L. L.’s own theory of his father’s collapse is that he “turned to Christian Science because of the shame and guilt he now felt about having exploited his mother in this erotic, blasphemous book. He had used her and her family for his own ends—he had written of their lusts, dark secrets, and failures. He now felt that instead of celebrating the family tree, he had betrayed his mother for his ambition and egoism.” Plaintively, Lockridge asked his wife, Vernice: “How did I ever think I could get away with writing such a book?” Standing up to his parents, who thought psychiatric treatment shameful, Vernice had him committed to a mental hospital, where he was diagnosed with “reactive depression” and given electroconvulsive therapy.

It made no difference. On March 6, 1948, two months and five days after his publication date, he committed suicide by carbon monoxide poisoning in the family garage. At his funeral, the president emeritus of Indiana University pronounced that Raintree County had been “written with a passion that burns up a man.” Indeed, Lockridge’s novel is a work of extraordinary passion—as well as of heartbreaking tenderness, high-mindedness of purpose, and sheer goodness of soul.

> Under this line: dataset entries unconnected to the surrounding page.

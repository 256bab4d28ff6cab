//! Per-session handshake and inbound demultiplexing.
//!
//! A [`Connection`] owns the transport, the peer address and the current
//! [`Phase`] for one transfer.  It is created by either
//! - [`Connection::connect`] (sender): send `CONNECT <n>`, wait one timeout
//!   for the bare `ACK`, or
//! - [`Connection::accept`] (receiver): wait for `CONNECT`, reply `ACK`.
//!
//! Any other first message, or a sender-side timeout, leaves the connection
//! in `Closed(Aborted)`; there is no handshake retry.  After a successful
//! handshake the role drivers in [`crate::sender`] and [`crate::receiver`]
//! take over and use [`Connection::recv`] to read peer traffic.

use std::net::SocketAddr;
use std::time::Duration;

use tokio::time::Instant;

use crate::error::Result;
use crate::packet::{ControlFrame, Datagram, Packet, PacketError};
use crate::socket::{Recv, Transport};
use crate::state::{AbortReason, Outcome, Phase};

/// One inbound event as seen by a role's control loop.
#[derive(Debug)]
pub enum Inbound {
    Frame(ControlFrame),
    Data(Packet),
    /// Datagram from the peer that the codec rejected.
    Malformed(PacketError),
    TimedOut,
}

/// A handshaken (or aborted) session with one peer.
#[derive(Debug)]
pub struct Connection<T> {
    /// Current FSM state.
    pub phase: Phase,

    /// Remote peer address.
    pub peer: SocketAddr,

    /// Packet count announced in `CONNECT <n>`, if any.
    pub total_packets: Option<u32>,

    transport: T,
}

impl<T: Transport> Connection<T> {
    /// Active open: announce `total_packets` to `peer` and wait up to
    /// `wait` for the handshake `ACK`.
    pub async fn connect(
        transport: T,
        peer: SocketAddr,
        total_packets: u32,
        wait: Duration,
    ) -> Result<Self> {
        let mut conn = Self {
            phase: Phase::AwaitingHandshake,
            peer,
            total_packets: Some(total_packets),
            transport,
        };
        conn.send_frame(&ControlFrame::Connect {
            total_packets: Some(total_packets),
        })
        .await?;
        log::debug!("[handshake] → CONNECT {total_packets} to {peer}");

        conn.phase = match conn.transport.recv_from(Some(wait)).await? {
            Recv::TimedOut => {
                log::warn!("[handshake] no ACK from {peer} within {wait:?}");
                Phase::Closed(Outcome::Aborted(AbortReason::HandshakeTimedOut))
            }
            Recv::Datagram(buf, from)
                if from == peer
                    && matches!(ControlFrame::decode(&buf), Some(Ok(ControlFrame::ConnectAck))) =>
            {
                log::info!("connection established with {peer}");
                Phase::Transferring
            }
            Recv::Datagram(buf, from) => {
                log::warn!("[handshake] unexpected reply from {from}; aborting");
                Phase::Closed(Outcome::Aborted(AbortReason::UnexpectedHandshake(
                    preview(&buf),
                )))
            }
        };
        Ok(conn)
    }

    /// Passive open: block until the first datagram arrives and accept it
    /// only if it is a `CONNECT`.
    pub async fn accept(transport: T) -> Result<Self> {
        let (buf, peer) = loop {
            match transport.recv_from(None).await? {
                Recv::Datagram(buf, from) => break (buf, from),
                Recv::TimedOut => continue,
            }
        };
        let mut conn = Self {
            phase: Phase::AwaitingHandshake,
            peer,
            total_packets: None,
            transport,
        };

        match ControlFrame::decode(&buf) {
            Some(Ok(ControlFrame::Connect { total_packets })) => {
                conn.total_packets = total_packets;
                conn.send_frame(&ControlFrame::ConnectAck).await?;
                conn.phase = Phase::Transferring;
                match total_packets {
                    Some(n) => log::info!("connection from {peer}; expecting {n} packets"),
                    None => log::info!("connection from {peer}"),
                }
            }
            _ => {
                log::warn!("[handshake] invalid connection message from {peer}; aborting");
                conn.phase = Phase::Closed(Outcome::Aborted(AbortReason::UnexpectedHandshake(
                    preview(&buf),
                )));
            }
        }
        Ok(conn)
    }

    pub async fn send_frame(&self, frame: &ControlFrame) -> Result<()> {
        self.transport.send_to(&frame.encode(), self.peer).await?;
        Ok(())
    }

    pub async fn send_packet(&self, packet: &Packet) -> Result<()> {
        self.transport.send_to(&packet.encode(), self.peer).await?;
        Ok(())
    }

    /// Wait up to `wait` for the next datagram from the peer and classify
    /// it.  Datagrams from any other address are dropped without restarting
    /// the clock.
    pub async fn recv(&self, wait: Duration) -> Result<Inbound> {
        let deadline = Instant::now() + wait;
        loop {
            let remaining = deadline.saturating_duration_since(Instant::now());
            match self.transport.recv_from(Some(remaining)).await? {
                Recv::TimedOut => return Ok(Inbound::TimedOut),
                Recv::Datagram(_, from) if from != self.peer => {
                    log::debug!("ignoring datagram from stranger {from}");
                }
                Recv::Datagram(buf, _) => {
                    return Ok(match Datagram::decode(&buf) {
                        Ok(Datagram::Control(frame)) => Inbound::Frame(frame),
                        Ok(Datagram::Data(packet)) => Inbound::Data(packet),
                        Err(e) => Inbound::Malformed(e),
                    });
                }
            }
        }
    }
}

/// Short printable rendering of an unexpected datagram for diagnostics.
fn preview(buf: &[u8]) -> String {
    let shown = &buf[..buf.len().min(32)];
    String::from_utf8_lossy(shown).into_owned()
}
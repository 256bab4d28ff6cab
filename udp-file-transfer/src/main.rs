//! Entry point for `udp-file-transfer`.
//!
//! Parses CLI arguments and dispatches into either **server** (receiver) or
//! **client** (sender) mode.  All protocol work is delegated to library
//! modules; `main.rs` owns only process setup (logging, argument parsing)
//! and the file I/O on either end.

use std::net::SocketAddr;
use std::path::{Path, PathBuf};
use std::process::ExitCode;
use std::time::Duration;

use anyhow::{Context, Result};
use clap::{Args, Parser, Subcommand};

use udp_file_transfer::simulator::{FaultyTransport, SimulatorConfig};
use udp_file_transfer::socket::Socket;
use udp_file_transfer::{receive_file, send_file, Config, Outcome};

/// Reliable whole-file transfer over UDP.
#[derive(Parser)]
#[command(author, version, about)]
struct Cli {
    #[command(subcommand)]
    mode: Mode,
}

#[derive(Subcommand)]
enum Mode {
    /// Receive one file and write it to disk.
    Server {
        /// Local address to bind.
        #[arg(short, long, default_value = "127.0.0.1:5555")]
        bind: SocketAddr,
        /// Where the received file is written.
        #[arg(short, long, default_value = "received_file")]
        output: PathBuf,
        /// Seconds to wait for a datagram before re-sending the last ACK.
        #[arg(long, default_value_t = 3.0)]
        timeout: f64,
        /// Give up after this many consecutive silent timeouts.
        #[arg(long)]
        idle_limit: Option<u32>,
    },
    /// Send one file to a server.
    Client {
        /// File to send.
        file: PathBuf,
        /// Remote server address.
        #[arg(short, long, default_value = "127.0.0.1:5555")]
        server: SocketAddr,
        /// Seconds to wait for an ACK before going back to the window base.
        #[arg(long, default_value_t = 2.0)]
        timeout: f64,
        /// Seconds to pause before sending the file digest.
        #[arg(long, default_value_t = 2.0)]
        settle: f64,
        /// Initial slow-start threshold, in packets.
        #[arg(long, default_value_t = 16)]
        threshold: u32,
        /// Halve the threshold on every timeout.
        #[arg(long)]
        threshold_decrease: bool,
        #[command(flatten)]
        faults: Faults,
    },
}

/// Fault injection applied to outgoing datagrams.
#[derive(Args)]
struct Faults {
    /// Probability of dropping a datagram.
    #[arg(long, default_value_t = 0.0, value_parser = probability)]
    loss_rate: f64,
    /// Probability of zeroing a data packet's CRC field.
    #[arg(long, default_value_t = 0.0, value_parser = probability)]
    corrupt_rate: f64,
    /// Probability of sending a datagram twice.
    #[arg(long, default_value_t = 0.0, value_parser = probability)]
    duplicate_rate: f64,
    /// Seed for the fault RNG.
    #[arg(long, default_value_t = 0)]
    seed: u64,
}

#[tokio::main]
async fn main() -> Result<ExitCode> {
    // Initialise env_logger; set RUST_LOG to control verbosity.
    env_logger::init();

    let cli = Cli::parse();

    let outcome = match cli.mode {
        Mode::Server {
            bind,
            output,
            timeout,
            idle_limit,
        } => {
            let config = Config {
                receiver_timeout: seconds(timeout)?,
                receiver_idle_limit: idle_limit,
                ..Config::default()
            };
            run_server(bind, &output, &config).await?
        }
        Mode::Client {
            file,
            server,
            timeout,
            settle,
            threshold,
            threshold_decrease,
            faults,
        } => {
            let config = Config {
                sender_timeout: seconds(timeout)?,
                settle_delay: seconds(settle)?,
                initial_threshold: threshold,
                threshold_decrease,
                ..Config::default()
            };
            run_client(&file, server, &config, faults).await?
        }
    };

    Ok(match outcome {
        Outcome::Success => ExitCode::SUCCESS,
        _ => ExitCode::FAILURE,
    })
}

async fn run_server(bind: SocketAddr, output: &Path, config: &Config) -> Result<Outcome> {
    let socket = Socket::bind(bind)
        .await
        .with_context(|| format!("binding {bind}"))?;
    log::info!("listening on {}", socket.local_addr);

    let report = receive_file(socket, config).await?;
    if report.has_file() {
        tokio::fs::write(output, &report.data)
            .await
            .with_context(|| format!("writing {}", output.display()))?;
        log::info!("saved {} bytes to {}", report.data.len(), output.display());
    }
    println!(
        "{}: {} packets, {} ACKs sent, {} corrupted, {} duplicates",
        report.outcome, report.packets, report.acks_sent, report.corrupted, report.duplicates
    );
    Ok(report.outcome)
}

async fn run_client(
    file: &Path,
    server: SocketAddr,
    config: &Config,
    faults: Faults,
) -> Result<Outcome> {
    let data = tokio::fs::read(file)
        .await
        .with_context(|| format!("reading {}", file.display()))?;
    let local = SocketAddr::from(([0u8, 0, 0, 0], 0));
    let socket = Socket::bind(local).await.context("binding client socket")?;
    let transport = FaultyTransport::new(
        socket,
        SimulatorConfig {
            loss_rate: faults.loss_rate,
            corrupt_rate: faults.corrupt_rate,
            duplicate_rate: faults.duplicate_rate,
            seed: faults.seed,
        },
    );

    let report = send_file(transport, server, &data, config).await?;
    println!(
        "{}: {} packets, {} sent, {} timeouts, final window {}",
        report.outcome, report.packets, report.packets_sent, report.timeouts, report.final_window
    );
    Ok(report.outcome)
}

fn probability(s: &str) -> std::result::Result<f64, String> {
    let p: f64 = s.parse().map_err(|e| format!("{e}"))?;
    if (0.0..=1.0).contains(&p) {
        Ok(p)
    } else {
        Err(format!("{s} is not a probability in [0, 1]"))
    }
}

fn seconds(value: f64) -> Result<Duration> {
    Duration::try_from_secs_f64(value).with_context(|| format!("invalid duration {value}"))
}
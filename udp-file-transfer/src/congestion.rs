//! Slow-start / congestion-avoidance window controller.
//!
//! [`CongestionWindow`] decides how many packets the sender may emit per
//! round:
//!
//! ```text
//!  ACK advancing the window:  cwnd < ssthresh  →  cwnd *= 2   (slow start)
//!                             otherwise        →  cwnd += 1   (avoidance)
//!  timeout:                   cwnd = 1
//! ```
//!
//! The threshold stays fixed for the whole transfer unless
//! [`CongestionWindow::with_threshold_decrease`] is used, in which case each
//! timeout also halves it (never below [`MIN_THRESHOLD`]).

/// Default slow-start threshold.
pub const INITIAL_THRESHOLD: u32 = 16;

/// Floor for the threshold when multiplicative decrease is enabled.
pub const MIN_THRESHOLD: u32 = 2;

/// Growth regime the window is in.
#[derive(Debug, Clone, Copy, PartialEq, Eq)]
pub enum Phase {
    SlowStart,
    CongestionAvoidance,
}

#[derive(Debug, Clone)]
pub struct CongestionWindow {
    cwnd: u32,
    ssthresh: u32,
    decrease_threshold: bool,
}

impl CongestionWindow {
    /// Start in slow start with a window of one packet.
    pub fn new(ssthresh: u32) -> Self {
        Self {
            cwnd: 1,
            ssthresh,
            decrease_threshold: false,
        }
    }

    /// Also halve the threshold on every timeout.
    pub fn with_threshold_decrease(mut self, enabled: bool) -> Self {
        self.decrease_threshold = enabled;
        self
    }

    /// Packets that may be sent in the next round.
    pub fn size(&self) -> u32 {
        self.cwnd
    }

    pub fn threshold(&self) -> u32 {
        self.ssthresh
    }

    pub fn phase(&self) -> Phase {
        if self.cwnd < self.ssthresh {
            Phase::SlowStart
        } else {
            Phase::CongestionAvoidance
        }
    }

    /// Grow after a cumulative ACK advanced the send base.  Returns the
    /// regime that was applied.
    pub fn on_ack(&mut self) -> Phase {
        let phase = self.phase();
        self.cwnd = match phase {
            Phase::SlowStart => self.cwnd.saturating_mul(2),
            Phase::CongestionAvoidance => self.cwnd.saturating_add(1),
        };
        phase
    }

    /// Collapse to one packet after a receive timeout.
    pub fn on_timeout(&mut self) {
        if self.decrease_threshold {
            self.ssthresh = (self.ssthresh / 2).max(MIN_THRESHOLD);
        }
        self.cwnd = 1;
    }
}

impl Default for CongestionWindow {
    fn default() -> Self {
        Self::new(INITIAL_THRESHOLD)
    }
}

#[cfg(test)]
mod tests {
    use super::*;

    #[test]
    fn slow_start_then_additive_growth() {
        let mut cw = CongestionWindow::default();
        let mut seen = vec![cw.size()];
        for _ in 0..7 {
            cw.on_ack();
            seen.push(cw.size());
        }
        assert_eq!(seen, [1, 2, 4, 8, 16, 17, 18, 19]);
    }

    #[test]
    fn phase_reported_per_growth_step() {
        let mut cw = CongestionWindow::new(4);
        assert_eq!(cw.on_ack(), Phase::SlowStart); // 1 -> 2
        assert_eq!(cw.on_ack(), Phase::SlowStart); // 2 -> 4
        assert_eq!(cw.on_ack(), Phase::CongestionAvoidance); // 4 -> 5
        assert_eq!(cw.size(), 5);
    }

    #[test]
    fn doubling_may_overshoot_threshold() {
        let mut cw = CongestionWindow::new(5);
        cw.on_ack(); // 2
        cw.on_ack(); // 4
        cw.on_ack(); // 8, still below-threshold rule applied at 4
        assert_eq!(cw.size(), 8);
        cw.on_ack();
        assert_eq!(cw.size(), 9);
    }

    #[test]
    fn timeout_resets_window_keeps_threshold() {
        let mut cw = CongestionWindow::default();
        for _ in 0..6 {
            cw.on_ack();
        }
        cw.on_timeout();
        assert_eq!(cw.size(), 1);
        assert_eq!(cw.threshold(), INITIAL_THRESHOLD);
        assert_eq!(cw.phase(), Phase::SlowStart);
    }

    #[test]
    fn optional_threshold_halving_has_a_floor() {
        let mut cw = CongestionWindow::new(6).with_threshold_decrease(true);
        cw.on_timeout();
        assert_eq!(cw.threshold(), 3);
        cw.on_timeout();
        assert_eq!(cw.threshold(), MIN_THRESHOLD);
        cw.on_timeout();
        assert_eq!(cw.threshold(), MIN_THRESHOLD);
        assert_eq!(cw.size(), 1);
    }
}
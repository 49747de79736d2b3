//! Contingency Core Library
//!
//! Core for the contingency bot. Provides:
//! - OAuth credential lifecycle with a locked on-disk token cache
//! - Google Drive download (media or spreadsheet export) and upload
//! - CSV extract transform (projection, masking, sorting) to XLSX/CSV
//! - Lookup of customer records in the sorted extract

pub mod auth;
pub mod config;
pub mod drive;
pub mod lookup;
pub mod transform;
pub mod utils;

// Re-export main types
pub use auth::{AuthError, Credential, CredentialManager};
pub use config::Config;
pub use drive::{DriveApi, DriveClient, DriveError, Downloader, Uploader};
pub use lookup::RecordIndex;
pub use transform::{Table, TransformError};
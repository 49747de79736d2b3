//! Single-file upload: create under a folder, or overwrite by id.

use super::api::DriveApi;
use super::mime;
use super::types::NewFile;
use super::DriveError;
use std::io::ErrorKind;
use std::path::Path;

pub struct Uploader<A> {
    api: A,
}

/// Local content must be an existing regular file.
fn check_local_file(local_path: &Path) -> Result<(), DriveError> {
    let meta = std::fs::metadata(local_path)?;
    if !meta.is_file() {
        return Err(DriveError::Io(std::io::Error::new(
            ErrorKind::InvalidInput,
            format!("{} is not a regular file", local_path.display()),
        )));
    }
    Ok(())
}

impl<A: DriveApi> Uploader<A> {
    pub fn new(api: A) -> Self {
        Self { api }
    }

    /// Create a new file under `parent_folder_id` and return its id.
    ///
    /// When `shared_drive_id` is given, a file that lands in another
    /// drive is logged as a warning.
    pub fn create(
        &self,
        local_path: &Path,
        remote_name: &str,
        parent_folder_id: &str,
        shared_drive_id: Option<&str>,
    ) -> Result<String, DriveError> {
        check_local_file(local_path)?;

        let metadata = NewFile {
            name: remote_name.to_string(),
            parents: vec![parent_folder_id.to_string()],
            mime_type: mime::for_path(local_path),
        };
        tracing::info!(
            "Uploading {} as '{}' ({}) into {}",
            local_path.display(),
            metadata.name,
            metadata.mime_type,
            parent_folder_id
        );

        let created = self.api.create_file(&metadata, local_path)?;

        if let Some(expected) = shared_drive_id {
            match created.drive_id.as_deref() {
                Some(actual) if actual == expected => {}
                actual => tracing::warn!(
                    "File {} landed in drive {:?}, expected shared drive {}",
                    created.id,
                    actual,
                    expected
                ),
            }
        }

        Ok(created.id)
    }

    /// Replace the content of `remote_id` and return its id.
    pub fn overwrite(&self, local_path: &Path, remote_id: &str) -> Result<String, DriveError> {
        check_local_file(local_path)?;

        let mime_type = mime::for_path(local_path);
        tracing::info!(
            "Overwriting {} with {} ({})",
            remote_id,
            local_path.display(),
            mime_type
        );

        self.api.update_file(remote_id, local_path, &mime_type)
    }
}
//! Drive module - single-file transfers against Google Drive.
//!
//! This module contains:
//! - DriveApi trait, the narrow seam onto the remote API
//! - DriveClient, its REST implementation (Drive API v3)
//! - Downloader with media/export dispatch and chunked progress
//! - Uploader for create and overwrite

pub mod api;
pub mod client;
pub mod download;
pub mod mime;
pub mod types;
pub mod upload;

pub use api::{DriveApi, MediaStream};
pub use client::DriveClient;
pub use download::{resolve_destination, DownloadReport, Downloader, TransferProgress};
pub use types::{NewFile, RemoteFile, TransferMode};
pub use upload::Uploader;

use thiserror::Error;

/// Errors that can occur during Drive operations.
#[derive(Error, Debug)]
pub enum DriveError {
    /// File id unknown or not visible to the caller.
    #[error("File not found: {file_id}")]
    NotFound { file_id: String },

    /// Any other non-success status.
    #[error("Drive API error {status}: {body}")]
    Http { status: u16, body: String },

    /// Connection, TLS or body read failure.
    #[error("Network error: {0}")]
    Transport(#[from] reqwest::Error),

    /// Reading the response body failed mid-transfer.
    #[error("Network error while reading content: {0}")]
    Stream(std::io::Error),

    /// Body ended before the advertised size.
    #[error("Incomplete transfer: expected {expected} bytes, got {actual}")]
    Incomplete { expected: u64, actual: u64 },

    /// Local I/O error.
    #[error("I/O error: {0}")]
    Io(#[from] std::io::Error),

    #[error("Invalid Drive response: {0}")]
    Json(#[from] serde_json::Error),
}

impl DriveError {
    /// Failures on the remote side of the transfer. Local I/O is not
    /// remote and is left to propagate.
    pub fn is_remote(&self) -> bool {
        match self {
            DriveError::NotFound { .. } => true,
            DriveError::Http { .. } => true,
            DriveError::Transport(_) => true,
            DriveError::Stream(_) => true,
            DriveError::Incomplete { .. } => true,
            DriveError::Json(_) => true,
            DriveError::Io(_) => false,
        }
    }
}
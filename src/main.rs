//! Contingency bot CLI
//!
//! Usage:
//!   contingency auth       - Obtain and cache Google Drive credentials
//!   contingency download   - Download the contingency base from Drive
//!   contingency transform  - Mask and sort the extract into the bot sample
//!   contingency upload     - Upload the sample as a new Drive file
//!   contingency overwrite  - Replace an existing Drive file
//!   contingency lookup     - Show a customer's obligations

mod cli;

use anyhow::Result;
use clap::Parser;
use cli::{commands, Cli, Commands, ConfigCommands};
use tracing_subscriber::EnvFilter;

fn init_logging(verbose: bool) -> Result<()> {
    let log_level = if verbose { "debug" } else { "info" };
    tracing_subscriber::fmt()
        .with_env_filter(
            EnvFilter::from_default_env()
                .add_directive(format!("contingency={}", log_level).parse()?)
                .add_directive(format!("contingency_core={}", log_level).parse()?),
        )
        .with_target(false)
        .init();
    Ok(())
}

fn main() -> Result<()> {
    let cli = Cli::parse();
    init_logging(cli.verbose)?;

    let config_path = commands::config_path(cli.config);

    // init must work even when the current file is invalid
    if let Commands::Config(ConfigCommands::Init { force }) = cli.command {
        return commands::config_init(&config_path, force);
    }

    let config = commands::load_config(&config_path)?;

    match cli.command {
        Commands::Auth => commands::auth(&config),
        Commands::Download {
            file_id,
            destination,
        } => commands::download(&config, file_id, destination),
        Commands::Upload {
            local_path,
            name,
            parent,
            shared_drive,
        } => commands::upload(&config, local_path, name, parent, shared_drive),
        Commands::Overwrite {
            local_path,
            file_id,
        } => commands::overwrite(&config, local_path, file_id),
        Commands::Transform { input, output } => commands::transform(&config, input, output),
        Commands::Lookup { id, file } => commands::lookup(&config, &id, file),
        Commands::Suggest {
            fragment,
            limit,
            file,
        } => commands::suggest(&config, &fragment, limit, file),
        Commands::Config(ConfigCommands::Show) => commands::config_show(&config, &config_path),
        Commands::Config(ConfigCommands::Init { .. }) => Ok(()),
    }
}
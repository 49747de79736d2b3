//! CLI definitions and command implementations for the contingency bot.

pub mod commands;

use clap::{Parser, Subcommand};
use std::path::PathBuf;

/// Contingency bot - Drive transfers and extract tooling
#[derive(Parser)]
#[command(name = "contingency")]
#[command(author, version, about, long_about = None)]
pub struct Cli {
    #[command(subcommand)]
    pub command: Commands,

    /// Config file (default: ~/.config/contingency/contingency.toml)
    #[arg(short, long, global = true)]
    pub config: Option<PathBuf>,

    /// Enable verbose output
    #[arg(short, long, global = true)]
    pub verbose: bool,
}

#[derive(Subcommand)]
pub enum Commands {
    /// Obtain or refresh Google Drive credentials and cache them
    Auth,

    /// Download a file from Drive (spreadsheets are exported as XLSX)
    Download {
        /// Drive file id (default: download.file_id)
        file_id: Option<String>,

        /// Target file or directory
        #[arg(short, long)]
        destination: Option<PathBuf>,
    },

    /// Upload a local file as a new Drive file
    Upload {
        /// Local file (default: upload.local_path)
        local_path: Option<PathBuf>,

        /// Name on Drive (default: the local file name)
        #[arg(short, long)]
        name: Option<String>,

        /// Parent folder id
        #[arg(short, long)]
        parent: Option<String>,

        /// Shared drive the folder belongs to
        #[arg(long)]
        shared_drive: Option<String>,
    },

    /// Replace the content of an existing Drive file
    Overwrite {
        /// Local file (default: upload.local_path)
        local_path: Option<PathBuf>,

        /// Drive file id (default: upload.file_id)
        file_id: Option<String>,
    },

    /// Mask, sort and write the contingency extract
    Transform {
        /// CSV extract (default: transform.input)
        #[arg(short, long)]
        input: Option<PathBuf>,

        /// XLSX or CSV output (default: transform.output)
        #[arg(short, long)]
        output: Option<PathBuf>,
    },

    /// Show the obligations of a customer by identification number
    Lookup {
        id: String,

        /// Sorted CSV extract (default: lookup.file)
        #[arg(short, long)]
        file: Option<PathBuf>,
    },

    /// Suggest identification numbers starting with a fragment
    Suggest {
        fragment: String,

        /// Maximum number of suggestions
        #[arg(short, long, default_value = "5")]
        limit: usize,

        /// Sorted CSV extract (default: lookup.file)
        #[arg(short, long)]
        file: Option<PathBuf>,
    },

    /// Manage the config file
    #[command(subcommand)]
    Config(ConfigCommands),
}

#[derive(Subcommand)]
pub enum ConfigCommands {
    /// Write a config file with default values
    Init {
        /// Replace an existing file
        #[arg(long)]
        force: bool,
    },

    /// Print the effective configuration
    Show,
}
//! OAuth credential bundle and its validity rules.

use super::AuthError;
use chrono::{DateTime, Duration, Utc};
use serde::{Deserialize, Serialize};

/// A credential counts as expired this long before its recorded expiry,
/// so a request started just before expiry does not fail mid-flight.
const EXPIRY_SKEW_SECS: i64 = 60;

/// Response from the token endpoint (code exchange and refresh)
#[derive(Debug, Deserialize)]
pub struct TokenResponse {
    pub access_token: Option<String>,
    pub refresh_token: Option<String>,
    pub token_type: Option<String>,
    pub expires_in: Option<i64>,
    /// Space separated granted scopes
    pub scope: Option<String>,
    pub error: Option<String>,
    pub error_description: Option<String>,
}

/// Access/refresh token pair as persisted in the token cache.
///
/// The client fields let a refresh happen without re-reading the
/// client secret file.
#[derive(Debug, Clone, PartialEq, Serialize, Deserialize)]
pub struct Credential {
    pub access_token: String,
    #[serde(default)]
    pub refresh_token: Option<String>,
    #[serde(default = "default_token_type")]
    pub token_type: String,
    #[serde(default)]
    pub expiry: Option<DateTime<Utc>>,
    #[serde(default)]
    pub scopes: Vec<String>,
    #[serde(default)]
    pub client_id: Option<String>,
    #[serde(default)]
    pub client_secret: Option<String>,
    #[serde(default)]
    pub token_uri: Option<String>,
}

fn default_token_type() -> String {
    "Bearer".to_string()
}

impl Credential {
    /// Build a credential from a token endpoint response.
    ///
    /// `previous` supplies the refresh token and scopes when the response
    /// omits them (refresh responses usually do).
    pub fn from_token_response(
        response: TokenResponse,
        previous: Option<&Credential>,
        requested_scopes: &[String],
        now: DateTime<Utc>,
    ) -> Result<Self, AuthError> {
        let access_token = match response.access_token {
            Some(token) if !token.is_empty() => token,
            _ => {
                let error = response.error.as_deref().unwrap_or("missing access_token");
                let desc = response.error_description.as_deref().unwrap_or("");
                return Err(AuthError::TokenEndpoint {
                    status: 200,
                    body: format!("{} {}", error, desc).trim().to_string(),
                });
            }
        };

        let scopes = match response.scope {
            Some(scope) => scope.split_whitespace().map(str::to_string).collect(),
            None => previous
                .map(|p| p.scopes.clone())
                .unwrap_or_else(|| requested_scopes.to_vec()),
        };

        Ok(Self {
            access_token,
            refresh_token: response
                .refresh_token
                .or_else(|| previous.and_then(|p| p.refresh_token.clone())),
            token_type: response.token_type.unwrap_or_else(default_token_type),
            expiry: response.expires_in.map(|secs| now + Duration::seconds(secs)),
            scopes,
            client_id: previous.and_then(|p| p.client_id.clone()),
            client_secret: previous.and_then(|p| p.client_secret.clone()),
            token_uri: previous.and_then(|p| p.token_uri.clone()),
        })
    }

    /// A credential without expiry never expires.
    pub fn is_expired(&self, now: DateTime<Utc>) -> bool {
        match self.expiry {
            Some(expiry) => now + Duration::seconds(EXPIRY_SKEW_SECS) >= expiry,
            None => false,
        }
    }

    pub fn is_valid(&self, now: DateTime<Utc>) -> bool {
        !self.access_token.is_empty() && !self.is_expired(now)
    }

    pub fn can_refresh(&self) -> bool {
        self.refresh_token.as_deref().is_some_and(|t| !t.is_empty())
    }

    /// Every requested scope was granted.
    pub fn covers(&self, scopes: &[String]) -> bool {
        scopes.iter().all(|s| self.scopes.contains(s))
    }
}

The notion that he had betrayed his family, or anyone, by writing this book was utterly unfounded; on the contrary, particularly today—at a time when we are being told more aggressively than ever that we must hate our country, despise our forebears, and be ashamed of our history—the devotion to family, tradition, and the American idea that suffuses Raintree County is thoroughly admirable and almost unbearably moving. Granted, even though Lockridge (at the insistence of mgm and the Book of the Month Club) cut tens of thousands of words from his original typescript, the novel could still do with some pruning. (I must admit that on my recent re-reading, I found myself fondly recalling the condensed Dell edition; even L. L., who views his father’s book as a masterpiece, wishes it had undergone more blue-penciling.) Nonetheless, the fact remains: this is a truly sublime achievement—and if it’s not the Great American Novel, I can’t at the moment think of a book that comes closer, in the final analysis, to deserving that designation.